The Swiss government also quickly discovered that the heroin-prescription programme saved it millions of francs yearly and reduced crime, disease and death.

The Swiss have also created the legal Fixerrdume or "injection rooms" where addicts can shoot up in a regulated, sanitary environment.

This, the Swiss believe does away with the open injection of illicit drugs in public places and the more discreet use of drugs in unsanctioned bars and seedy motels.

Two-pronged approach

The German government hopes to emulate the Swiss model and achieve the same positive results with its project.

About 100 long-term addicts who have been unresponsive so far to therapies and treatments, will receive drugs under the supervision of a medical doctor in Bonn.

Half of them will receive pure heroin, the other half the substitute drug methadone. Both groups will also undergo psychological and social counselling and will also receive general medical care.

Germany's Federal Drug Commissioner was reported as saying that after comparing and analysing the two treatments, one would get a clearer picture of whether it is really the substance or the psycho-social therapy that does the trick and is more effective.

The German Health Authority is clear that patients will be taken care of in future even if the study fails to produce any conclusive results at the end of three years.

But whatever the result, one thing is clear: doctors and health officials will be more knowledgeable about treating drug abuse in the long run.

Reducing crime and death

Experts estimate that there are about 7,000 terminally ill patients among the 120,000 heroin-addicts in Germany, who are not reached by the existing treatments for drug addiction.

This is the group that is most likely to die from the consumption of drugs, and the group that Caspers-Merk hopes to reach with the new heroin project in Bonn.

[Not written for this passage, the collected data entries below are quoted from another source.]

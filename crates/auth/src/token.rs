//! Access- und Refresh-Tokens
//!
//! Access-Tokens sind HS256-signierte JWTs mit `sub`, `iat` und `exp`.
//! Sie werden ohne Speicherzugriff validiert und koennen vor Ablauf nicht
//! widerrufen werden. Refresh-Tokens sind opake Zufallswerte; ihre
//! Gueltigkeit ergibt sich allein aus dem Session-Store.

use std::sync::Arc;

use base64::{engine::general_purpose::URL_SAFE_NO_PAD, Engine};
use chrono::{DateTime, Duration, TimeZone, Utc};
use jsonwebtoken::{
    decode, encode, errors::ErrorKind, Algorithm, DecodingKey, EncodingKey, Header, Validation,
};
use rand::RngCore;
use secrecy::ExposeSecret;
use serde::{Deserialize, Serialize};
use thiserror::Error;
use zugang_core::{Uhr, UserId};

use crate::error::{AuthError, AuthResult};
use crate::konfig::AuthKonfig;

/// Zufallsbytes pro Refresh-Token (256 Bit)
pub const REFRESH_TOKEN_BYTES: usize = 32;

/// Fehler bei der Validierung eines Access-Tokens
#[derive(Debug, Clone, PartialEq, Eq, Error)]
pub enum TokenFehler {
    #[error("Signatur ungueltig")]
    UngueltigeSignatur,

    #[error("Token abgelaufen")]
    Abgelaufen,

    #[error("Token fehlformatiert")]
    Fehlformatiert,
}

/// Inhalt eines Access-Tokens
#[derive(Debug, Clone, PartialEq, Eq, Serialize, Deserialize)]
pub struct AccessClaims {
    /// Benutzer-ID als UUID-String
    pub sub: String,
    /// Ausstellungszeitpunkt (Unix-Sekunden)
    pub iat: i64,
    /// Ablaufzeitpunkt (Unix-Sekunden)
    pub exp: i64,
}

impl AccessClaims {
    pub fn user_id(&self) -> Result<UserId, TokenFehler> {
        self.sub.parse().map_err(|_| TokenFehler::Fehlformatiert)
    }

    pub fn laeuft_ab_am(&self) -> Option<DateTime<Utc>> {
        Utc.timestamp_opt(self.exp, 0).single()
    }
}

/// Ein ausgestellter Access-Token mit seinem Ablaufzeitpunkt
#[derive(Debug, Clone)]
pub struct AccessToken {
    pub token: String,
    pub laeuft_ab_am: DateTime<Utc>,
}

/// Stellt Access-Tokens aus und validiert sie; erzeugt Refresh-Tokens
pub struct TokenAussteller {
    encoding: EncodingKey,
    decoding: DecodingKey,
    validation: Validation,
    access_lebensdauer: Duration,
    uhr: Arc<dyn Uhr>,
}

impl std::fmt::Debug for TokenAussteller {
    fn fmt(&self, f: &mut std::fmt::Formatter<'_>) -> std::fmt::Result {
        f.debug_struct("TokenAussteller")
            .field("access_lebensdauer", &self.access_lebensdauer)
            .finish_non_exhaustive()
    }
}

impl TokenAussteller {
    /// Erstellt einen Aussteller; ein leerer Schluessel ist ein Konfigurationsfehler
    pub fn neu(konfig: &AuthKonfig, uhr: Arc<dyn Uhr>) -> AuthResult<Self> {
        let secret = konfig.jwt_secret.expose_secret().as_bytes();
        if secret.is_empty() {
            return Err(AuthError::Konfiguration(
                "JWT-Schluessel darf nicht leer sein".into(),
            ));
        }
        if konfig.access_lebensdauer <= Duration::zero() {
            return Err(AuthError::Konfiguration(
                "Access-Lebensdauer muss positiv sein".into(),
            ));
        }

        // Ablauf wird gegen die injizierte Uhr geprueft, nicht gegen die Systemzeit
        let mut validation = Validation::new(Algorithm::HS256);
        validation.validate_exp = false;
        validation.leeway = 0;
        validation.set_required_spec_claims(&["exp", "sub"]);

        Ok(Self {
            encoding: EncodingKey::from_secret(secret),
            decoding: DecodingKey::from_secret(secret),
            validation,
            access_lebensdauer: konfig.access_lebensdauer,
            uhr,
        })
    }

    pub fn access_lebensdauer(&self) -> Duration {
        self.access_lebensdauer
    }

    /// Stellt einen Access-Token fuer den Benutzer aus
    pub fn access_ausstellen(&self, user_id: UserId) -> AuthResult<AccessToken> {
        let jetzt = self.uhr.jetzt();
        let laeuft_ab_am = jetzt + self.access_lebensdauer;
        let claims = AccessClaims {
            sub: user_id.to_string(),
            iat: jetzt.timestamp(),
            exp: laeuft_ab_am.timestamp(),
        };

        let token = encode(&Header::new(Algorithm::HS256), &claims, &self.encoding)
            .map_err(|e| AuthError::Kryptografie(format!("Token-Signatur: {e}")))?;

        Ok(AccessToken {
            token,
            laeuft_ab_am,
        })
    }

    /// Prueft Signatur und Ablauf eines Access-Tokens
    pub fn access_validieren(&self, token: &str) -> Result<AccessClaims, TokenFehler> {
        let daten = decode::<AccessClaims>(token, &self.decoding, &self.validation).map_err(
            |e| match e.kind() {
                ErrorKind::InvalidSignature | ErrorKind::InvalidAlgorithm => {
                    TokenFehler::UngueltigeSignatur
                }
                ErrorKind::ExpiredSignature => TokenFehler::Abgelaufen,
                _ => TokenFehler::Fehlformatiert,
            },
        )?;

        let claims = daten.claims;
        if self.uhr.jetzt().timestamp() >= claims.exp {
            return Err(TokenFehler::Abgelaufen);
        }
        claims.user_id()?;
        Ok(claims)
    }

    /// Erzeugt einen neuen opaken Refresh-Token
    pub fn refresh_ausstellen(&self) -> String {
        refresh_token_generieren()
    }
}

/// 32 Zufallsbytes aus dem Betriebssystem, URL-sicher Base64-kodiert (43 Zeichen)
fn refresh_token_generieren() -> String {
    let mut bytes = [0u8; REFRESH_TOKEN_BYTES];
    rand::rngs::OsRng.fill_bytes(&mut bytes);
    URL_SAFE_NO_PAD.encode(bytes)
}

#[cfg(test)]
mod tests {
    use super::*;
    use std::collections::HashSet;
    use zugang_core::ManuelleUhr;

    fn startzeit() -> DateTime<Utc> {
        Utc.with_ymd_and_hms(2026, 1, 1, 12, 0, 0).unwrap()
    }

    fn aussteller(secret: &str, uhr: Arc<ManuelleUhr>) -> TokenAussteller {
        TokenAussteller::neu(&AuthKonfig::neu(secret), uhr).unwrap()
    }

    #[test]
    fn token_round_trip() {
        let uhr = Arc::new(ManuelleUhr::neu(startzeit()));
        let a = aussteller("test-secret", uhr);
        let user_id = UserId::new();

        let token = a.access_ausstellen(user_id).unwrap();
        assert_eq!(token.laeuft_ab_am, startzeit() + Duration::minutes(15));

        let claims = a.access_validieren(&token.token).unwrap();
        assert_eq!(claims.user_id().unwrap(), user_id);
        assert_eq!(claims.iat, startzeit().timestamp());
        assert_eq!(claims.exp, claims.iat + 15 * 60);
    }

    #[test]
    fn token_kurz_vor_ablauf_gueltig_danach_abgelaufen() {
        let uhr = Arc::new(ManuelleUhr::neu(startzeit()));
        let a = aussteller("test-secret", uhr.clone());
        let token = a.access_ausstellen(UserId::new()).unwrap().token;

        uhr.vorstellen(Duration::minutes(15) - Duration::seconds(1));
        assert!(a.access_validieren(&token).is_ok());

        uhr.vorstellen(Duration::seconds(2));
        assert_eq!(a.access_validieren(&token), Err(TokenFehler::Abgelaufen));
    }

    #[test]
    fn fremder_schluessel_ergibt_ungueltige_signatur() {
        let uhr = Arc::new(ManuelleUhr::neu(startzeit()));
        let a = aussteller("schluessel-a", uhr.clone());
        let b = aussteller("schluessel-b", uhr);

        let token = a.access_ausstellen(UserId::new()).unwrap().token;
        assert_eq!(b.access_validieren(&token), Err(TokenFehler::UngueltigeSignatur));
    }

    #[test]
    fn manipulierter_payload_wird_erkannt() {
        let uhr = Arc::new(ManuelleUhr::neu(startzeit()));
        let a = aussteller("test-secret", uhr);
        let token = a.access_ausstellen(UserId::new()).unwrap().token;

        let teile: Vec<&str> = token.split('.').collect();
        let fremd = AccessClaims {
            sub: UserId::new().to_string(),
            iat: startzeit().timestamp(),
            exp: startzeit().timestamp() + 3600,
        };
        let payload = URL_SAFE_NO_PAD.encode(serde_json_bytes(&fremd));
        let manipuliert = format!("{}.{}.{}", teile[0], payload, teile[2]);

        assert_eq!(
            a.access_validieren(&manipuliert),
            Err(TokenFehler::UngueltigeSignatur)
        );
    }

    fn serde_json_bytes(claims: &AccessClaims) -> Vec<u8> {
        format!(
            r#"{{"sub":"{}","iat":{},"exp":{}}}"#,
            claims.sub, claims.iat, claims.exp
        )
        .into_bytes()
    }

    #[test]
    fn unsinn_ist_fehlformatiert() {
        let uhr = Arc::new(ManuelleUhr::neu(startzeit()));
        let a = aussteller("test-secret", uhr);
        assert_eq!(a.access_validieren("kein-jwt"), Err(TokenFehler::Fehlformatiert));
        assert_eq!(a.access_validieren(""), Err(TokenFehler::Fehlformatiert));
    }

    #[test]
    fn leerer_schluessel_wird_abgelehnt() {
        let uhr = Arc::new(ManuelleUhr::neu(startzeit()));
        let err = TokenAussteller::neu(&AuthKonfig::neu(""), uhr).unwrap_err();
        assert!(matches!(err, AuthError::Konfiguration(_)));
    }

    #[test]
    fn refresh_tokens_sind_lang_und_eindeutig() {
        let a = aussteller("test-secret", Arc::new(ManuelleUhr::neu(startzeit())));
        let tokens: HashSet<String> = (0..1000).map(|_| a.refresh_ausstellen()).collect();
        assert_eq!(tokens.len(), 1000);
        for t in &tokens {
            assert_eq!(t.len(), 43);
            assert!(t
                .chars()
                .all(|c| c.is_ascii_alphanumeric() || c == '-' || c == '_'));
        }
    }
}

The aim she says is to reduce the number of deaths from drug overdose, improve security in the cities and give the addicts a chance to survive.

Michael Krausz, the Head of the Federal-wide study hopes to improve the health standard of the participants as well as drastically slash their drug consumption.

The aim of the project is to take drug addicts off the street and break through the vicious cycle of dependence and indulging in crime to afford the next shot. In the long run, the new state-financed programme offers participants a chance to shake off drug dependence once and for all, he believes.

But the bold new programme has also unleashed a wave of criticism. Opponents claim that the German government is now officially facilitating drug abuse at the cost of 665,000 euro alone in Bonn.

Altogether seven German cities are participating in the new heroin-prescription programme.